Ranked in these QuestionsQuestion Ranking
Pro Extremely reliable
The packaging team is dependable resulting in system updates that come in a timely fashion and systems which rarely, if ever, break due to packaging. The versions of software that are selected and the configuration of them is typically extremely high quality.
Pro Easy installation and administration
openSUSE makes use of a GUI tool called YaST to install and setup an openSUSE system.
YaST is very easy to use and makes the process of installing and maintaining an openSUSE installation a breeze.
Pro Easily get packages from other sources
SUSE Build Service offers packages from the same sources as Fedora, Debian, Ubuntu, SUSE Linux Enterprise and other distributions. This is the most underused package tool in Linux today.
Pro One-Click install
Much better system then other distros for installing any package. It is as simple as clicking on one button and typing in your password. Adds a repo to your system keeping everything updated at the same time.
Pro "Tumbleweed" Rolling Release
Regular and easy upgrades to stable and well tested software.
Pro Very stable
Stable, reliable, rock solid.
Pro Probably the best KDE desktop experience
Both Gnome and KDE desktop options are well polished to fit with the opensuse theme and environement, so either desktop is a great choice.
Pro Convenient package management with Zypper
Fast, reliable, powerful and almost impossible to leave a broken system.
The Yast interface will also give you access to a Zypper GUI if you are uncomfortable with the command line.
Pro Supports RPM packages
Popular format shared with distros like Fedora, RHEL, Scientific Linux, Mageia etc.
Pro Amazing choice for both newbies and power users
OpenSUSE is very easy in terms of installing packages, administration and customization, yet very powerful in the same.

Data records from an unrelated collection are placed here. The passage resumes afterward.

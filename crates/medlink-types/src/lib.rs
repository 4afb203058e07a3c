//! Platform-agnostic types for BLE medical peripherals.
//!
//! This crate holds everything that does not touch a Bluetooth stack:
//! device identifiers, measurement records with their binary codecs, and
//! the characteristic UUIDs each device exposes.
//!
//! # Example
//!
//! ```
//! use medlink_types::{DeviceType, PeripheralAddress, WeightMeasurement};
//!
//! let device: DeviceType = "weightscale".parse().unwrap();
//! let address: PeripheralAddress = "F7:4C:87:32:62:FF".parse().unwrap();
//! let reading = WeightMeasurement::from_bytes(&[231, 88, 1, 1, 38]).unwrap();
//!
//! assert_eq!(device, DeviceType::WeightScale);
//! assert_eq!(address.to_string(), "F7:4C:87:32:62:FF");
//! assert!((reading.kilograms - 14.7).abs() < 1e-9);
//! ```

pub mod error;
pub mod measurements;
pub mod types;
pub mod uuid;

pub use error::{ParseError, ParseResult};
pub use measurements::{
    BloodPressureMeasurement, GlucometerMeasurement, Measurement, OximeterMeasurement,
    StethoscopeResult, ThermometerMeasurement, WeightMeasurement,
};
pub use types::{DeviceType, EchoMode, PeripheralAddress, Range, Timestamp};
pub use uuid as uuids;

Every user should find his own piece of cake in this OS.
Pro Outstanding community support
OpenSUSE has a VERY active user community. Questions on forums are generally answered in minutes.

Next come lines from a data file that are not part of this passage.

#[async_trait]
impl Scanner for MockScanner {
    async fn start_watch(&self) -> Result<ScanEventStream> {
        self.watching.store(true, Ordering::SeqCst);
        let mut events: Vec<ScanEvent> = self
            .advertisements
            .iter()
            .copied()
            .map(ScanEvent::Seen)
            .collect();
        if let Some(reason) = &self.watch_error {
            events.push(ScanEvent::WatcherError(reason.clone()));
        }
        Ok(Box::pin(stream::iter(events).chain(stream::pending())))
    }

    async fn stop_watch(&self) -> Result<()> {
        self.watching.store(false, Ordering::SeqCst);
        Ok(())
    }

    async fn open(&self, address: PeripheralAddress) -> Result<Option<Arc<dyn GattTransport>>> {
        self.open_calls.fetch_add(1, Ordering::SeqCst);
        Ok(self
            .peripherals
            .iter()
            .find(|p| p.address == address)
            .map(|p| {
                p.set_connected(true);
                Arc::clone(p) as Arc<dyn GattTransport>
            }))
    }
}

#[cfg(test)]
mod tests {
    use super::*;
    use futures::StreamExt;

    #[tokio::test]
    async fn test_mock_peripheral_records_ops() {
        let uuid = Uuid::from_u128(1);
        let p = MockPeripheral::builder("AA:BB:CC:DD:EE:FF".parse().unwrap())
            .characteristic(uuid, CharProperties::WRITE | CharProperties::NOTIFY)
            .build();
        let info = p.characteristics(MOCK_SERVICE).await.unwrap()[0];

        p.subscribe(&info, SubscriptionKind::Notify).await.unwrap();
        p.write(&info, &[1, 2]).await.unwrap();
        p.disconnect().await.unwrap();

        assert_eq!(
            p.ops(),
            vec![
                MockOp::Subscribe(uuid, SubscriptionKind::Notify),
                MockOp::Write(uuid, vec![1, 2]),
                MockOp::Disconnect,
            ]
        );
        assert_eq!(p.writes_to(uuid), vec![vec![1, 2]]);
        assert!(!p.is_connected().await);
    }

    #[tokio::test]
    async fn test_scripted_write_response() {
        let control = Uuid::from_u128(1);
        let data = Uuid::from_u128(2);
        let p = MockPeripheral::builder("AA:BB:CC:DD:EE:FF".parse().unwrap())
            .characteristic(control, CharProperties::WRITE)
            .characteristic(data, CharProperties::NOTIFY)
            .on_write(control, &[0x01], data, vec![vec![7], vec![8]])
            .build();
        let mut stream = p.notifications().await.unwrap();
        let info = p.characteristics(MOCK_SERVICE).await.unwrap()[0];

        p.write(&info, &[0x02]).await.unwrap();
        p.write(&info, &[0x01]).await.unwrap();

        assert_eq!(stream.next().await, Some((data, vec![7])));
        assert_eq!(stream.next().await, Some((data, vec![8])));
    }

    #[tokio::test]
    async fn test_pending_frames_flushed_on_stream_open() {
        let p = MockPeripheral::random();
        let uuid = Uuid::from_u128(3);
        p.notify(uuid, vec![1]);

        let mut stream = p.notifications().await.unwrap();
        assert_eq!(stream.next().await, Some((uuid, vec![1])));

        p.close_notifications();
        assert_eq!(stream.next().await, None);
    }

    #[tokio::test]
    async fn test_scanner_replays_advertisements() {
        let address: PeripheralAddress = "AA:BB:CC:DD:EE:FF".parse().unwrap();
        let scanner = MockScanner::new().advertise(address).fail_watch("boom");

        let mut events = scanner.start_watch().await.unwrap();
        assert!(scanner.is_watching());
        assert_eq!(events.next().await, Some(ScanEvent::Seen(address)));
        assert_eq!(
            events.next().await,
            Some(ScanEvent::WatcherError("boom".into()))
        );

        scanner.stop_watch().await.unwrap();
        assert!(!scanner.is_watching());
        assert!(scanner.open(address).await.unwrap().is_none());
    }
}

Pro Dedicated professional community
Directions on other desktop Linux's often force you to use GUI packages or have steps that introduce security issues.
OpenSUSE has a professional community and directions are usually geared toward GUI and CLI with similar steps.
Pro Great for Haskell development
It has all of hackage in it's package manager (which is confusingly named "nix" as well) due to being based around hashing and allowing you to compile in a sort of virtual machine (really just changing the PATH variable temporarily) it solves many of the versioning problems that you commonly have with cabal. Here's a tutorial (there's many others as well) http://www.cse.chalmers.se/~bernardy/nix.html.
Also I should note that you can use the package manager a la carte on Mac and most any linux distro.
Pro Upgrading the system is extremely reliable
Since NixOS stores all its packages in isolation from each other in
/nix/store and because of the declarative configuration model, upgrading NoxOS systems is extremely reliable. Furthermore, it gives you the ability to roll back upgrades.
Pro Extremely reproducible state of installation
Every package in your system is generated from a configuration file. This makes it very easy to reproduce that environment. Just copy the config file into a new machine and it's done.
Pro Versatile snapshot system
You can use and test snapshots without rebooting. Booting into snapshots or test configurations is possible without risking the system's stability.
Pro Has docker like system built in
Pro Allows parallel configurations for multiple projects
As everything is isolated, you can have on the same machine multiple configurations to meet project requirements that would be mutually exclusive on other OSes.
Con Poor support for nVidia drivers in Tumbleweed
No native driver support and nouveau may be broken, especially for KDE, and not suitable for some GPUs.
Con Limited community support
The community is fairly small, and there is no indication on the forums regarding when a issues will be solved.
Con Short lived distro
Every release lasts 18 months only before needing a major upgrade.
Con Old kernel by the Leap version
Kernel in Leap 42.3 is in version 4.4, that's pretty old.
Con Some clear differences from other Linux distros
This might be a systemd issue or OpenSUSE specific, but changing certain text files does not update things. They must be edited in YaST, or in /etc/sysconfig/
Con Startup takes a long time
Con Bloated and slow
Con Complex permissions policy
Con The configuration language is hard to figure out
For good reason. It's a purely functional language. However not even close to bash.